Nos reunimos con Rubén Abella, autor de La sombra del escapista y El libro del amor esquivo para hablar sobre su última novela Baruc en el río. Sentados en un ventanal, frente a una mañana de lluvia gris en la Gran Vía, la conversación hace cálido el entorno al hablar de la idea de familia y de las relaciones donde no caben las máscaras.

 

 

Rubén Abella

Por María Anaya

 

Para Rubén Abella todo empezó con el perro dentro de su nueva novela, “Baruc en el río”. Baruc tiene quince años y le gusta ir a pescar, pero el día en que arranca esta historia, el encuentro con un perro milleches presagia cambios inesperados para el niño y su familia. A la vuelta de esa mañana de pesca, Baruc, aún acompañado por el perro, se ve metido por primera vez en una discusión acalorada con su madre. El resultado del enfrentamiento es su huida y de ella nace una situación familiar que sirve al escritor para relatarnos cómo viven la desaparición del muchacho su padre, madre, hermano y tío. La historia la cuenta su hermano pequeño, treinta años después, en un intento de recuperar una parte de si mismo que, durante todos estos años, ha sentido tan perdida como a Baruc tras aquella lejana mañana de pesca.

 

Una vez hechas las presentaciones, es evidente que Rubén se siente más cómodo para hablarnos sobre esta familia de novela o sobre cualquier otra con familiaridad. “No puedo negar que hay pedazos de mi desperdigados por toda la novela, pero son tan minúsculos, que apenas se reconocen”, asegura el autor. Para Rubén resulta imposible no dejar algo propio en cada línea que escribe y es igualmente complejo evitar que el tema de la familia salga a relucir en algún aspecto de cada personaje. En este caso la familia es la red de relaciones que tejen los puntos clave de su novela y explica tanto la trama como a los personajes. Cada ser humano se define principalmente por quien fue cuando era niño, por lo que aprendió de quienes le rodeaban entonces.

 

 

Baruc en el río

 

Uno recuerda a quienes le acompañaban entonces, cómo reaccionaba cuando su hermano le tomaba el pelo o sencillamente le saludaba desde lo lejos. Entonces comienza a desprenderse de todas las máscaras y a ofrecer esos minúsculos pedacitos como los que Rubén nutre sus páginas. Esos recuerdos son además extraordinariamente sensibles al ánimo de quien los regenera.
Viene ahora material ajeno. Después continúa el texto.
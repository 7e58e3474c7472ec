//! In-memory fakes (testing only).
//!
//! `MemoryStore` satisfies both storage traits; clones share state so one
//! instance can back a registry and a deduplicator while a test inspects it.
//! `FakeExtractor` maps a marker pixel to a scripted extraction result.

use crate::extractor::{EncodingExtractor, ExtractError, QualityIssue};
use crate::store::{AttendanceStore, InsertOutcome, RegistryStore, StoreError};
use crate::types::{
    AttendanceRecord, AttendanceRow, Encoding, EncodingId, EncodingSpec, FaceImage, Person, PersonId, SessionKey,
    StoredEncoding,
};
use chrono::{DateTime, NaiveDate, Utc};
use std::collections::HashMap;
use std::sync::{Arc, Mutex};

#[derive(Debug, Default)]
struct MemoryState {
    persons: Vec<Person>,
    attendance: Vec<AttendanceRecord>,
    next_encoding: i64,
    unavailable: bool,
}

impl MemoryState {
    fn writable(&self) -> Result<(), StoreError> {
        if self.unavailable {
            Err(StoreError::Backend("memory store marked unavailable".into()))
        } else {
            Ok(())
        }
    }

    fn stored(&mut self, encodings: &[Encoding]) -> Vec<StoredEncoding> {
        encodings
            .iter()
            .map(|encoding| {
                self.next_encoding += 1;
                StoredEncoding {
                    id: EncodingId(self.next_encoding),
                    encoding: encoding.clone(),
                }
            })
            .collect()
    }
}

/// Shared in-memory store.
#[derive(Debug, Clone, Default)]
pub struct MemoryStore {
    state: Arc<Mutex<MemoryState>>,
}

impl MemoryStore {
    pub fn new() -> Self {
        Self::default()
    }

    /// Make every subsequent call fail with a backend error until reset.
    pub fn set_unavailable(&self, unavailable: bool) {
        self.state.lock().unwrap().unavailable = unavailable;
    }

    pub fn person_count(&self) -> usize {
        self.state.lock().unwrap().persons.len()
    }

    pub fn encoding_count(&self) -> usize {
        self.state.lock().unwrap().persons.iter().map(|p| p.encodings.len()).sum()
    }

    pub fn attendance(&self) -> Vec<AttendanceRecord> {
        self.state.lock().unwrap().attendance.clone()
    }
}

impl RegistryStore for MemoryStore {
    fn load_persons(&mut self) -> Result<Vec<Person>, StoreError> {
        let state = self.state.lock().unwrap();
        state.writable()?;
        Ok(state.persons.clone())
    }

    fn insert_person(
        &mut self,
        id: &PersonId,
        name: &str,
        created_at: DateTime<Utc>,
        encodings: &[Encoding],
    ) -> Result<Vec<EncodingId>, StoreError> {
        let mut state = self.state.lock().unwrap();
        state.writable()?;
        if state.persons.iter().any(|p| &p.id == id) {
            return Err(StoreError::Conflict(id.clone()));
        }
        let stored = state.stored(encodings);
        let ids = stored.iter().map(|s| s.id).collect();
        state.persons.push(Person {
            id: id.clone(),
            name: name.to_string(),
            encodings: stored,
            created_at,
        });
        Ok(ids)
    }

    fn insert_encodings(&mut self, id: &PersonId, encodings: &[Encoding]) -> Result<Vec<EncodingId>, StoreError> {
        let mut state = self.state.lock().unwrap();
        state.writable()?;
        if !state.persons.iter().any(|p| &p.id == id) {
            return Err(StoreError::MissingPerson(id.clone()));
        }
        let stored = state.stored(encodings);
        let ids = stored.iter().map(|s| s.id).collect();
        if let Some(person) = state.persons.iter_mut().find(|p| &p.id == id) {
            person.encodings.extend(stored);
        }
        Ok(ids)
    }

    fn delete_encoding(&mut self, id: &PersonId, encoding: EncodingId) -> Result<bool, StoreError> {
        let mut state = self.state.lock().unwrap();
        state.writable()?;
        let Some(person) = state.persons.iter_mut().find(|p| &p.id == id) else {
            return Ok(false);
        };
        let before = person.encodings.len();
        person.encodings.retain(|e| e.id != encoding);
        Ok(person.encodings.len() != before)
    }

    fn delete_person(&mut self, id: &PersonId) -> Result<bool, StoreError> {
        let mut state = self.state.lock().unwrap();
        state.writable()?;
        let before = state.persons.len();
        state.persons.retain(|p| &p.id != id);
        state.attendance.retain(|r| &r.person_id != id);
        Ok(state.persons.len() != before)
    }
}

impl AttendanceStore for MemoryStore {
    fn insert_attendance(&mut self, record: &AttendanceRecord) -> Result<InsertOutcome, StoreError> {
        let mut state = self.state.lock().unwrap();
        state.writable()?;
        let exists = state
            .attendance
            .iter()
            .any(|r| r.person_id == record.person_id && r.session_key == record.session_key);
        if exists {
            return Ok(InsertOutcome::Duplicate);
        }
        state.attendance.push(record.clone());
        Ok(InsertOutcome::Inserted)
    }

    fn session_attendees(&mut self, key: &SessionKey) -> Result<Vec<PersonId>, StoreError> {
        let state = self.state.lock().unwrap();
        state.writable()?;
        Ok(state
            .attendance
            .iter()
            .filter(|r| &r.session_key == key)
            .map(|r| r.person_id.clone())
            .collect())
    }

    fn attendance_between(
        &mut self,
        from: Option<NaiveDate>,
        to: Option<NaiveDate>,
    ) -> Result<Vec<AttendanceRow>, StoreError> {
        let state = self.state.lock().unwrap();
        state.writable()?;
        let mut rows: Vec<AttendanceRow> = state
            .attendance
            .iter()
            .filter(|r| {
                let day = r.timestamp.date_naive();
                from.map_or(true, |f| day >= f) && to.map_or(true, |t| day <= t)
            })
            .filter_map(|r| {
                let person = state.persons.iter().find(|p| p.id == r.person_id)?;
                Some(AttendanceRow {
                    person_id: r.person_id.clone(),
                    name: person.name.clone(),
                    timestamp: r.timestamp,
                    session_key: r.session_key.clone(),
                })
            })
            .collect();
        rows.sort_by(|a, b| b.timestamp.cmp(&a.timestamp));
        Ok(rows)
    }
}

/// Scripted extraction result for one marker value.
#[derive(Debug, Clone)]
pub enum FakeFace {
    Encode(Encoding),
    NoFace,
    MultipleFaces(usize),
    LowQuality(QualityIssue),
}

/// Deterministic extractor keyed by the first pixel of the image.
///
/// Unscripted markers behave like an empty frame.
#[derive(Debug, Clone)]
pub struct FakeExtractor {
    spec: EncodingSpec,
    faces: HashMap<u8, FakeFace>,
}

impl FakeExtractor {
    pub fn new(spec: EncodingSpec) -> Self {
        Self {
            spec,
            faces: HashMap::new(),
        }
    }

    pub fn with(mut self, marker: u8, face: FakeFace) -> Self {
        self.faces.insert(marker, face);
        self
    }

    /// A small uniform image carrying `marker`.
    pub fn image(marker: u8) -> FaceImage {
        FaceImage::from_luma(vec![marker; 16], 4, 4).expect("4x4 buffer")
    }
}

impl EncodingExtractor for FakeExtractor {
    fn spec(&self) -> EncodingSpec {
        self.spec.clone()
    }

    fn extract(&mut self, image: &FaceImage) -> Result<Encoding, ExtractError> {
        let marker = image.data().first().copied().unwrap_or(0);
        match self.faces.get(&marker) {
            Some(FakeFace::Encode(e)) => Ok(e.clone()),
            Some(FakeFace::MultipleFaces(count)) => Err(ExtractError::MultipleFacesDetected { count: *count }),
            Some(FakeFace::LowQuality(issue)) => Err(ExtractError::LowQualityInput(issue.clone())),
            Some(FakeFace::NoFace) | None => Err(ExtractError::NoFaceDetected),
        }
    }
}
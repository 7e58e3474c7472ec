//! Face alignment via a 4-DOF similarity transform.
//!
//! Maps the five detected landmarks onto the canonical ArcFace template
//! and resamples the face into a 112×112 crop.

/// ArcFace reference landmarks for a 112×112 output.
const TEMPLATE_112: [(f32, f32); 5] = [
    (38.2946, 51.6963), // left eye
    (73.5318, 51.5014), // right eye
    (56.0252, 71.7366), // nose
    (41.5493, 92.3655), // left mouth
    (70.7299, 92.2041), // right mouth
];

pub const ALIGNED_SIZE: usize = 112;

/// Similarity transform `dst = [a -b; b a] * src + t`.
#[derive(Debug, Clone, Copy, PartialEq)]
struct Similarity {
    a: f32,
    b: f32,
    tx: f32,
    ty: f32,
}

impl Similarity {
    /// Least-squares fit from `src` to `dst` in closed form.
    ///
    /// With both point sets centred on their means, the rotation-scale part is
    /// `a = Σ(x·u + y·v) / Σ(x² + y²)` and `b = Σ(x·v − y·u) / Σ(x² + y²)`.
    fn estimate(src: &[(f32, f32); 5], dst: &[(f32, f32); 5]) -> Self {
        let n = src.len() as f32;
        let mean = |pts: &[(f32, f32); 5]| {
            let (sx, sy) = pts.iter().fold((0.0, 0.0), |(ax, ay), &(x, y)| (ax + x, ay + y));
            (sx / n, sy / n)
        };
        let (smx, smy) = mean(src);
        let (dmx, dmy) = mean(dst);

        let mut dot = 0.0f32;
        let mut cross = 0.0f32;
        let mut energy = 0.0f32;
        for (&(sx, sy), &(dx, dy)) in src.iter().zip(dst.iter()) {
            let (x, y) = (sx - smx, sy - smy);
            let (u, v) = (dx - dmx, dy - dmy);
            dot += x * u + y * v;
            cross += x * v - y * u;
            energy += x * x + y * y;
        }

        if energy < 1e-12 {
            // Degenerate landmarks: translate only.
            return Self {
                a: 1.0,
                b: 0.0,
                tx: dmx - smx,
                ty: dmy - smy,
            };
        }

        let a = dot / energy;
        let b = cross / energy;
        Self {
            a,
            b,
            tx: dmx - (a * smx - b * smy),
            ty: dmy - (b * smx + a * smy),
        }
    }

    fn apply(&self, (x, y): (f32, f32)) -> (f32, f32) {
        (
            self.a * x - self.b * y + self.tx,
            self.b * x + self.a * y + self.ty,
        )
    }

    fn inverse(&self) -> Option<Self> {
        let det = self.a * self.a + self.b * self.b;
        if det < 1e-12 {
            return None;
        }
        let a = self.a / det;
        let b = -self.b / det;
        Some(Self {
            a,
            b,
            tx: -(a * self.tx - b * self.ty),
            ty: -(b * self.tx + a * self.ty),
        })
    }
}

/// Bilinear sample; out-of-frame pixels read as black.
fn sample(frame: &[u8], width: usize, height: usize, x: f32, y: f32) -> f32 {
    let x0 = x.floor();
    let y0 = y.floor();
    let fx = x - x0;
    let fy = y - y0;
    let at = |px: f32, py: f32| -> f32 {
        if px < 0.0 || py < 0.0 || px >= width as f32 || py >= height as f32 {
            0.0
        } else {
            frame[py as usize * width + px as usize] as f32
        }
    };
    let top = at(x0, y0) * (1.0 - fx) + at(x0 + 1.0, y0) * fx;
    let bottom = at(x0, y0 + 1.0) * (1.0 - fx) + at(x0 + 1.0, y0 + 1.0) * fx;
    top * (1.0 - fy) + bottom * fy
}

fn warp(frame: &[u8], width: usize, height: usize, to_crop: &Similarity, size: usize) -> Vec<u8> {
    let Some(to_frame) = to_crop.inverse() else {
        return vec![0u8; size * size];
    };

    let mut out = vec![0u8; size * size];
    for oy in 0..size {
        for ox in 0..size {
            let (sx, sy) = to_frame.apply((ox as f32, oy as f32));
            out[oy * size + ox] = sample(frame, width, height, sx, sy).round().clamp(0.0, 255.0) as u8;
        }
    }
    out
}

/// Align a detected face to a canonical 112×112 grayscale crop.
pub fn align_face(frame: &[u8], width: u32, height: u32, landmarks: &[(f32, f32); 5]) -> Vec<u8> {
    let transform = Similarity::estimate(landmarks, &TEMPLATE_112);
    warp(frame, width as usize, height as usize, &transform, ALIGNED_SIZE)
}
Son totalmente subjetivos, falsos, aunque llenos de la mayor sinceridad que cabe esperar de quien se atreve a convocarlos.

 

Cuando el recuerdo se liga con los sentimientos y los fantasmas, surge Baruc en el río. Un primer momento de felicidad perfecta seguido de una red de afectos familiares algo más oscura, mucho más tangible, que vive medio ahogada como un pez a la orilla de ese río donde el protagonista solía pescar, esperando a Baruc como si el muchacho constituyese un sueño del que resulta difícil discernir la parte real y la imaginada.

 

Al final de la mañana no queda más remedio que admitirlo, Rubén ha sabido prestarnos las partes de sí mismo en las que resulta imposible evitar reconocerse. No por la generalidad, sino precisamente por todo lo contrario.